China has a high prevalence of CAG, as indicated in a previous study [1]. Our current study showed that the prevalence of CAG is increasing in South China. In addition, CAG increasingly occurred among younger individuals (especially in patients aged < 45 years), indicating that it is a multifactorial disease and age may be not the leading cause. There is a need to identify additional risk factors for the pathogenesis of CAG, including aspects of Helicobacter pylori infection. Since H.pylori-related CAG has a long clinical course and H. pylori eradication may be beneficial by modifying the natural history of atrophy, we continue to recommend quadruple therapy within 14 days after diagnosis to interfere with CAG development as soon as possible; and timely assessment after treatment is needed to confirm clinical effects. Helicobacter pylori-related CAG and AAG are regarded as two different diseases, but they display overlapping features [13].

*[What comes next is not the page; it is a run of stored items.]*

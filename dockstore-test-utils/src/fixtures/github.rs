//! GitHub simulation and canned repository data.

use base64::{engine::general_purpose::STANDARD, Engine};
use mockito::{Matcher, Mock, Server, ServerGuard};
use serde_json::{json, Value};

use crate::constant::{GITHUB_CLIENT_ID, GITHUB_TOKEN, GITHUB_USERNAME};

/// A repository as the GitHub simulation serves it.
#[derive(Debug, Clone)]
pub struct GitHubRepository {
    pub owner: String,
    pub name: String,
    pub default_branch: String,
    /// `(ref name, commit sha)`; names starting with `refs/tags/` are tags
    pub refs: Vec<(String, String)>,
    /// `(ref name, path, content)`; `None` makes the file answer 404
    pub files: Vec<(String, String, Option<String>)>,
    /// GitHub App installation; `None` makes the lookup answer 404
    pub installation_id: Option<i64>,
}

impl GitHubRepository {
    pub fn full_name(&self) -> String {
        format!("{}/{}", self.owner, self.name)
    }
}

/// `DockstoreTestUser2/hello-dockstore-workflow` with a valid CWL descriptor on
/// `master` and `1.0`, and no descriptor on `wdl-only`.
pub fn hello_dockstore_workflow() -> GitHubRepository {
    let cwl = workflow_cwl();

    GitHubRepository {
        owner: GITHUB_USERNAME.to_string(),
        name: "hello-dockstore-workflow".to_string(),
        default_branch: "master".to_string(),
        refs: vec![
            (
                "refs/heads/master".to_string(),
                "4f2c3e0b8a1d9c7e6f5a4b3c2d1e0f9a8b7c6d5e".to_string(),
            ),
            (
                "refs/heads/wdl-only".to_string(),
                "0e1d2c3b4a5f6e7d8c9b0a1f2e3d4c5b6a7f8e9d".to_string(),
            ),
            (
                "refs/tags/1.0".to_string(),
                "9a8b7c6d5e4f3a2b1c0d9e8f7a6b5c4d3e2f1a0b".to_string(),
            ),
        ],
        files: vec![
            (
                "master".to_string(),
                "/Dockstore.cwl".to_string(),
                Some(cwl.clone()),
            ),
            ("1.0".to_string(), "/Dockstore.cwl".to_string(), Some(cwl)),
            ("wdl-only".to_string(), "/Dockstore.cwl".to_string(), None),
        ],
        installation_id: Some(1_179_416),
    }
}

/// Workflow descriptor served for refreshed versions.
fn workflow_cwl() -> String {
    "cwlVersion: v1.0\n\
     class: Workflow\n\
     inputs:\n  \
       - id: input_file\n    type: File\n\
     outputs: []\n\
     steps: []\n"
        .to_string()
}

/// Stand-in for `api.github.com` and `github.com/login/oauth`.
pub struct GitHubSimulation {
    server: ServerGuard,
    mocks: Vec<Mock>,
}

impl GitHubSimulation {
    /// Starts an empty simulation; every request fails with 501 until rules are added.
    pub async fn start() -> Self {
        Self {
            server: Server::new_async().await,
            mocks: Vec::new(),
        }
    }

    /// Base URL to use in place of `https://api.github.com`.
    pub fn url(&self) -> String {
        self.server.url()
    }

    /// Direct access for rules not covered by the helpers.
    pub fn server(&mut self) -> &mut ServerGuard {
        &mut self.server
    }

    pub fn push(&mut self, mock: Mock) {
        self.mocks.push(mock);
    }

    fn authorized_get(&mut self, path: &str) -> Mock {
        self.server
            .mock("GET", path)
            .match_header("authorization", format!("Bearer {GITHUB_TOKEN}").as_str())
    }

    /// `GET /user` returning `login`.
    pub fn mock_user(&mut self, login: &str, expected_requests: usize) -> &mut Self {
        let body = json!({
            "login": login,
            "id": 17_859_829,
            "avatar_url": format!("https://avatars.githubusercontent.com/u/17859829?v=4&u={login}"),
            "type": "User",
        });

        let mock = self
            .authorized_get("/user")
            .with_status(200)
            .with_header("content-type", "application/json")
            .with_body(body.to_string())
            .expect(expected_requests)
            .create();
        self.push(mock);
        self
    }

    /// `GET /user/orgs` returning one entry per login.
    pub fn mock_organizations(&mut self, logins: &[&str], expected_requests: usize) -> &mut Self {
        let body: Vec<Value> = logins
            .iter()
            .map(|login| json!({ "login": login, "url": format!("https://api.github.com/orgs/{login}") }))
            .collect();

        let mock = self
            .authorized_get("/user/orgs")
            .with_status(200)
            .with_header("content-type", "application/json")
            .with_body(Value::Array(body).to_string())
            .expect(expected_requests)
            .create();
        self.push(mock);
        self
    }

    /// `GET /user/repos` listing the given repositories.
    pub fn mock_user_repositories(
        &mut self,
        repositories: &[GitHubRepository],
        expected_requests: usize,
    ) -> &mut Self {
        let body: Vec<Value> = repositories.iter().map(repository_json).collect();

        let mock = self
            .authorized_get("/user/repos")
            .match_query(Matcher::Any)
            .with_status(200)
            .with_header("content-type", "application/json")
            .with_body(Value::Array(body).to_string())
            .expect(expected_requests)
            .create();
        self.push(mock);
        self
    }

    /// Every endpoint a workflow refresh reads for `repository`.
    ///
    /// Registers the repository, its refs, each file and the App installation,
    /// each expected once per refresh.
    pub fn mock_repository(
        &mut self,
        repository: &GitHubRepository,
        expected_refreshes: usize,
    ) -> &mut Self {
        let base = format!("/repos/{}", repository.full_name());

        let mock = self
            .authorized_get(&base)
            .with_status(200)
            .with_header("content-type", "application/json")
            .with_body(repository_json(repository).to_string())
            .expect(expected_refreshes)
            .create();
        self.push(mock);

        let refs: Vec<Value> = repository
            .refs
            .iter()
            .map(|(name, sha)| {
                json!({
                    "ref": name,
                    "object": { "sha": sha, "type": "commit" },
                })
            })
            .collect();
        let mock = self
            .authorized_get(&format!("{base}/git/refs"))
            .with_status(200)
            .with_header("content-type", "application/json")
            .with_body(Value::Array(refs).to_string())
            .expect(expected_refreshes)
            .create();
        self.push(mock);

        for (reference, path, content) in &repository.files {
            let url = format!("{base}/contents/{}", path.trim_start_matches('/'));
            let mock = self
                .authorized_get(&url)
                .match_query(Matcher::UrlEncoded("ref".into(), reference.clone()));
            let mock = match content {
                Some(content) => mock.with_status(200).with_body(
                    json!({
                        "type": "file",
                        "path": path.trim_start_matches('/'),
                        "encoding": "base64",
                        "content": STANDARD.encode(content),
                    })
                    .to_string(),
                ),
                None => mock.with_status(404).with_body(not_found().to_string()),
            };
            let mock = mock
                .with_header("content-type", "application/json")
                .expect(expected_refreshes)
                .create();
            self.push(mock);
        }

        let mock = self.authorized_get(&format!("{base}/installation"));
        let mock = match repository.installation_id {
            Some(id) => mock
                .with_status(200)
                .with_body(json!({ "id": id, "app_id": 40_675 }).to_string()),
            None => mock.with_status(404).with_body(not_found().to_string()),
        };
        let mock = mock
            .with_header("content-type", "application/json")
            .expect(expected_refreshes)
            .create();
        self.push(mock);

        self
    }

    /// `POST /login/oauth/access_token` exchanging `code` for the fixture token.
    pub fn mock_token_exchange(&mut self, code: &str, expected_requests: usize) -> &mut Self {
        let mock = self
            .server
            .mock("POST", "/login/oauth/access_token")
            .match_header("accept", "application/json")
            .match_body(Matcher::AllOf(vec![
                Matcher::UrlEncoded("code".into(), code.into()),
                Matcher::UrlEncoded("client_id".into(), GITHUB_CLIENT_ID.into()),
            ]))
            .with_status(200)
            .with_header("content-type", "application/json")
            .with_body(
                json!({
                    "access_token": GITHUB_TOKEN,
                    "token_type": "bearer",
                    "scope": "read:org,user:email",
                })
                .to_string(),
            )
            .expect(expected_requests)
            .create();
        self.push(mock);
        self
    }

    /// Panics unless every rule was hit the expected number of times.
    pub fn assert_mocks(&self) {
        for mock in &self.mocks {
            mock.assert();
        }
    }
}

fn repository_json(repository: &GitHubRepository) -> Value {
    json!({
        "name": repository.name,
        "full_name": repository.full_name(),
        "owner": { "login": repository.owner },
        "private": false,
        "default_branch": repository.default_branch,
    })
}

fn not_found() -> Value {
    json!({
        "message": "Not Found",
        "documentation_url": "https://docs.github.com/rest",
    })
}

In our study, the rate of AAG showed increasingly among patients in group 2 than group 1. This suggests that the overall Hp infection rate might be declining, presumably because of the recent focus on Helicobacter pylori eradication in China. Furthermore, the youngest patient with CAG was only 11 years of age; a small number of patients with CAG were under 30 years of age. Notably, more corpus atrophy and AAG were observed among patients in group 2 than among patients in group 1.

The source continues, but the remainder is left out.